“Sam, I asked you a question,” John said, the curiosities about Lacey now evaporating against the heat rising up inside of him. There was nothing that made him angrier than when Sam shut down like this, losing any outward displays of emotion as he ignored whoever was speaking to him. It was the game he played whenever John acted as someone with more authority than a roommate who fed Sam and paid all the bills. Instead of fighting his father, Sam would just keep his mouth shut and react as if no one were speaking to him at all.
****
“I don’t think he can hear you,” I said in bewilderment the first time it had happened. Sam remained tightlipped and calm while his father reddened in the face, repeating several times what he had said. It had been dinnertime then, too, the only time Sam was ever around us. Other than mealtimes, he would lock himself in his room with his videogames or hang out with his friends until moments before it was time to eat. I had been dating John for just a couple of months, but I was beginning to see that Sam was fighting against any kind of parental control. He wasn’t a bad kid, and as far as I could tell he wasn’t rebelling in any major way. He just didn’t like to be told what to do.
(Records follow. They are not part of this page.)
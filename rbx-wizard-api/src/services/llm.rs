use async_trait::async_trait;
use reqwest::Method;
use serde::Serialize;
use serde_json::Value;

use crate::error::Result;
use crate::http_client::{ApiClient, RequestOptions, ResponseBody};
use crate::traits::ReviewApi;
use crate::types::{ModelsResponse, ReviewReport, ReviewRequest, StatementLanguageReviewRequest};
use crate::utils::log_sanitizer::describe_source;

const REVIEW_PATH: &str = "/llm/review";
const STATEMENT_REVIEW_PATH: &str = "/llm/review/statement";
const MODELS_PATH: &str = "/llm/models";

/// LLM review endpoints.
#[derive(Debug, Clone)]
pub struct LlmService {
    client: ApiClient,
}

impl LlmService {
    #[must_use]
    pub fn new(client: ApiClient) -> Self {
        Self { client }
    }

    /// Reviews can take minutes, so they never use the request deadline.
    async fn post_review<B: Serialize + Sync>(&self, path: &str, body: &B) -> Result<ReviewReport> {
        let options = RequestOptions::new().json(body)?.no_timeout();
        let body = self.client.request(Method::POST, path, options).await?;
        Ok(into_report(body))
    }
}

fn into_report(body: ResponseBody) -> ReviewReport {
    match body {
        ResponseBody::Json(Value::String(markdown)) | ResponseBody::Text(markdown) => {
            ReviewReport::Markdown(markdown)
        }
        ResponseBody::Json(other) => ReviewReport::Legacy(other),
    }
}

#[async_trait]
impl ReviewApi for LlmService {
    async fn review(&self, request: &ReviewRequest) -> Result<ReviewReport> {
        log::info!("Requesting package review with model {}", request.model);
        log::debug!(
            "Review inputs: statement {}, validator {}",
            describe_source(&request.statement),
            describe_source(&request.validator)
        );
        self.post_review(REVIEW_PATH, request).await
    }

    async fn review_statement_language(
        &self,
        request: &StatementLanguageReviewRequest,
    ) -> Result<ReviewReport> {
        log::info!(
            "Requesting statement review ({}) with model {}",
            request.language,
            request.model
        );
        self.post_review(STATEMENT_REVIEW_PATH, request).await
    }

    async fn list_models(&self) -> Result<Vec<String>> {
        let response: ModelsResponse = self.client.get_json(MODELS_PATH).await?;
        Ok(response.models)
    }
}
//! Test helpers
//!
//! In-memory mocks of every trait seam plus factories for a wired workbench.

use std::collections::{BTreeMap, HashMap};
use std::sync::atomic::{AtomicBool, AtomicUsize, Ordering};
use std::sync::Arc;
use std::time::Duration;

use async_trait::async_trait;
use rbx_wizard_api::{
    ApiError, CodeTemplatesApi, Result as ApiResult, ReviewApi, StatementsApi,
};
use tokio::sync::RwLock;

use crate::error::{CoreError, CoreResult};
use crate::services::{ServiceContext, Workbench};
use crate::traits::{DocumentSaver, InMemoryStateStorage, StateStorage};
use crate::types::{
    CodeResponse, ReviewReport, ReviewRequest, Statement, StatementBuildResponse,
    StatementLanguageReviewRequest, TemplateKind, WorkbenchSettings,
};

fn not_found(path: String) -> ApiError {
    ApiError::HttpStatus {
        path,
        status: 404,
        message: "HTTP Error 404: Not Found".to_string(),
    }
}

// ===== MockStatementsApi =====

#[derive(Default)]
pub struct MockStatementsApi {
    /// name -> (metadata, source)
    statements: RwLock<BTreeMap<String, (Statement, String)>>,
}

impl MockStatementsApi {
    pub async fn insert(&self, name: &str, language: &str, code: &str) {
        self.statements.write().await.insert(
            name.to_string(),
            (Statement::new(name, Some(language)), code.to_string()),
        );
    }

    pub async fn code_of(&self, name: &str) -> Option<String> {
        self.statements
            .read()
            .await
            .get(name)
            .map(|(_, code)| code.clone())
    }
}

#[async_trait]
impl StatementsApi for MockStatementsApi {
    async fn list_statements(&self) -> ApiResult<Vec<Statement>> {
        Ok(self
            .statements
            .read()
            .await
            .values()
            .map(|(statement, _)| statement.clone())
            .collect())
    }

    async fn get_statement(&self, id: &str) -> ApiResult<Statement> {
        self.statements
            .read()
            .await
            .get(id)
            .map(|(statement, _)| statement.clone())
            .ok_or_else(|| not_found(format!("/statement/{id}")))
    }

    async fn get_statement_code(&self, id: &str) -> ApiResult<CodeResponse> {
        self.statements
            .read()
            .await
            .get(id)
            .map(|(_, code)| CodeResponse {
                path: format!("statements/{id}.tex"),
                code: code.clone(),
                language: None,
            })
            .ok_or_else(|| not_found(format!("/statement/{id}/code")))
    }

    async fn save_statement_code(&self, id: &str, code: &str) -> ApiResult<CodeResponse> {
        let mut statements = self.statements.write().await;
        let entry = statements
            .get_mut(id)
            .ok_or_else(|| not_found(format!("/statement/{id}/code")))?;
        entry.1 = code.to_string();
        Ok(CodeResponse {
            path: format!("statements/{id}.tex"),
            code: code.to_string(),
            language: None,
        })
    }

    async fn build_statement(&self, id: &str) -> ApiResult<StatementBuildResponse> {
        if !self.statements.read().await.contains_key(id) {
            return Err(not_found(format!("/statement/{id}/build")));
        }
        Ok(StatementBuildResponse {
            path: format!("build/{id}.pdf"),
        })
    }
}

// ===== MockCodeTemplatesApi =====

#[derive(Default)]
pub struct MockCodeTemplatesApi {
    templates: RwLock<HashMap<TemplateKind, String>>,
    saved: RwLock<Vec<(TemplateKind, String)>>,
    get_calls: AtomicUsize,
}

impl MockCodeTemplatesApi {
    pub async fn set(&self, kind: TemplateKind, code: &str) {
        self.templates.write().await.insert(kind, code.to_string());
    }

    /// Every successful save, in order.
    pub async fn saved(&self) -> Vec<(TemplateKind, String)> {
        self.saved.read().await.clone()
    }

    pub fn get_calls(&self) -> usize {
        self.get_calls.load(Ordering::SeqCst)
    }
}

#[async_trait]
impl CodeTemplatesApi for MockCodeTemplatesApi {
    async fn get_template(&self, kind: TemplateKind) -> ApiResult<CodeResponse> {
        self.get_calls.fetch_add(1, Ordering::SeqCst);
        self.templates
            .read()
            .await
            .get(&kind)
            .map(|code| CodeResponse {
                path: format!("{kind}.cpp"),
                code: code.clone(),
                language: None,
            })
            .ok_or_else(|| not_found(kind.endpoint().to_string()))
    }

    async fn save_template(&self, kind: TemplateKind, code: &str) -> ApiResult<CodeResponse> {
        self.templates.write().await.insert(kind, code.to_string());
        self.saved.write().await.push((kind, code.to_string()));
        Ok(CodeResponse {
            path: format!("{kind}.cpp"),
            code: code.to_string(),
            language: None,
        })
    }
}

// ===== MockReviewApi =====

pub struct MockReviewApi {
    models: RwLock<Vec<String>>,
    fail_models: AtomicBool,
    report: RwLock<ReviewReport>,
    reviews: RwLock<Vec<ReviewRequest>>,
    statement_reviews: RwLock<Vec<StatementLanguageReviewRequest>>,
}

impl Default for MockReviewApi {
    fn default() -> Self {
        Self {
            models: RwLock::new(vec!["gpt-4o".to_string()]),
            fail_models: AtomicBool::new(false),
            report: RwLock::new(ReviewReport::Markdown("No issues.".to_string())),
            reviews: RwLock::new(Vec::new()),
            statement_reviews: RwLock::new(Vec::new()),
        }
    }
}

impl MockReviewApi {
    pub async fn set_models(&self, models: &[&str]) {
        *self.models.write().await = models.iter().map(ToString::to_string).collect();
    }

    pub fn fail_models(&self, fail: bool) {
        self.fail_models.store(fail, Ordering::SeqCst);
    }

    pub async fn set_report(&self, report: ReviewReport) {
        *self.report.write().await = report;
    }

    pub async fn last_review(&self) -> Option<ReviewRequest> {
        self.reviews.read().await.last().cloned()
    }

    pub async fn last_statement_review(&self) -> Option<StatementLanguageReviewRequest> {
        self.statement_reviews.read().await.last().cloned()
    }
}

#[async_trait]
impl ReviewApi for MockReviewApi {
    async fn review(&self, request: &ReviewRequest) -> ApiResult<ReviewReport> {
        self.reviews.write().await.push(request.clone());
        Ok(self.report.read().await.clone())
    }

    async fn review_statement_language(
        &self,
        request: &StatementLanguageReviewRequest,
    ) -> ApiResult<ReviewReport> {
        self.statement_reviews.write().await.push(request.clone());
        Ok(self.report.read().await.clone())
    }

    async fn list_models(&self) -> ApiResult<Vec<String>> {
        if self.fail_models.load(Ordering::SeqCst) {
            return Err(ApiError::NetworkError {
                path: "/llm/models".to_string(),
                detail: "connection refused".to_string(),
            });
        }
        Ok(self.models.read().await.clone())
    }
}

// ===== FailingStateStorage =====

/// In-memory storage whose writes can be switched to fail.
#[derive(Default)]
pub struct FailingStateStorage {
    inner: InMemoryStateStorage,
    fail_stores: AtomicBool,
}

impl FailingStateStorage {
    pub fn fail_stores(&self, fail: bool) {
        self.fail_stores.store(fail, Ordering::SeqCst);
    }
}

#[async_trait]
impl StateStorage for FailingStateStorage {
    async fn load(&self, key: &str) -> CoreResult<Option<String>> {
        self.inner.load(key).await
    }

    async fn store(&self, key: &str, value: &str) -> CoreResult<()> {
        if self.fail_stores.load(Ordering::SeqCst) {
            return Err(CoreError::StorageError("disk full".to_string()));
        }
        self.inner.store(key, value).await
    }
}

// ===== RecordingSaver =====

/// Document saver recording every write, with optional latency and failures.
#[derive(Default)]
pub struct RecordingSaver {
    saves: RwLock<Vec<String>>,
    latency: Duration,
    fail: AtomicBool,
    in_flight: AtomicUsize,
    max_concurrent: AtomicUsize,
}

impl RecordingSaver {
    pub fn with_latency(latency: Duration) -> Self {
        Self {
            latency,
            ..Self::default()
        }
    }

    pub fn fail(&self, fail: bool) {
        self.fail.store(fail, Ordering::SeqCst);
    }

    /// Contents of every successful save, in order.
    pub async fn saves(&self) -> Vec<String> {
        self.saves.read().await.clone()
    }

    /// Highest number of saves observed running at once.
    pub fn max_concurrent(&self) -> usize {
        self.max_concurrent.load(Ordering::SeqCst)
    }
}

#[async_trait]
impl DocumentSaver for RecordingSaver {
    async fn save(&self, text: &str) -> CoreResult<()> {
        let running = self.in_flight.fetch_add(1, Ordering::SeqCst) + 1;
        self.max_concurrent.fetch_max(running, Ordering::SeqCst);
        if !self.latency.is_zero() {
            tokio::time::sleep(self.latency).await;
        }
        self.in_flight.fetch_sub(1, Ordering::SeqCst);

        if self.fail.load(Ordering::SeqCst) {
            return Err(CoreError::Api(ApiError::HttpStatus {
                path: "/validator".to_string(),
                status: 500,
                message: "write failed".to_string(),
            }));
        }
        self.saves.write().await.push(text.to_string());
        Ok(())
    }
}

// ===== Factories =====

/// The three backend mocks.
pub fn mock_apis() -> (
    Arc<MockStatementsApi>,
    Arc<MockCodeTemplatesApi>,
    Arc<MockReviewApi>,
) {
    (
        Arc::new(MockStatementsApi::default()),
        Arc::new(MockCodeTemplatesApi::default()),
        Arc::new(MockReviewApi::default()),
    )
}

/// Handles on the mocks behind a test workbench.
pub struct TestMocks {
    pub statements: Arc<MockStatementsApi>,
    pub templates: Arc<MockCodeTemplatesApi>,
    pub review: Arc<MockReviewApi>,
    pub storage: InMemoryStateStorage,
}

/// Create a test `Workbench` over empty mocks and the default columns.
pub async fn create_test_workbench() -> (Workbench, TestMocks) {
    let (statements, templates, review) = mock_apis();
    let storage = InMemoryStateStorage::new();

    let ctx = Arc::new(ServiceContext::new(
        statements.clone(),
        templates.clone(),
        review.clone(),
        Arc::new(storage.clone()),
        WorkbenchSettings::default(),
    ));
    let workbench = Workbench::load(ctx).await;

    (
        workbench,
        TestMocks {
            statements,
            templates,
            review,
            storage,
        },
    )
}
On this particular occasion John was merely asking him what his plans were for the weekend. We all sat in silence as we waited for his answer, and I thought I saw just the hint of a smirk as he got up to put his plate in the sink. Beside me Joey ate his dinner as if nothing were amiss, though he watched in silent curiosity to see how things would unfold.
“Sam, your father is asking you what you are up to this weekend,” I said to him. Sam looked at me with a calm demeanor, as if I were a child who didn’t understand the way things worked.
“I heard him,” he said.
“Then why aren’t you answering him?” I asked. “Are you mad at him?”
“No, I just don’t feel like talking,” he said, and he turned to walk out of the room before anyone could say anything else.
****
“Sam, don’t start this shit again,” John said, setting his fork on the table and looking at his fifteen year old son as they sat alone at the table we had once shared as a mixed up family.
“I don’t know what you’re talking about,” Sam mumbled. “I’m not doing anything.”
“Then why aren’t you speaking when I talk to you?” I could feel the heat of John’s infuriation simmer inside of him, threatening to explode as he did his best to keep things under control.
“I don’t have to talk just because you spoke to me, Dad. I can talk when I want,” Sam said, sitting up out of his slouch and looking his dad straight in the eye.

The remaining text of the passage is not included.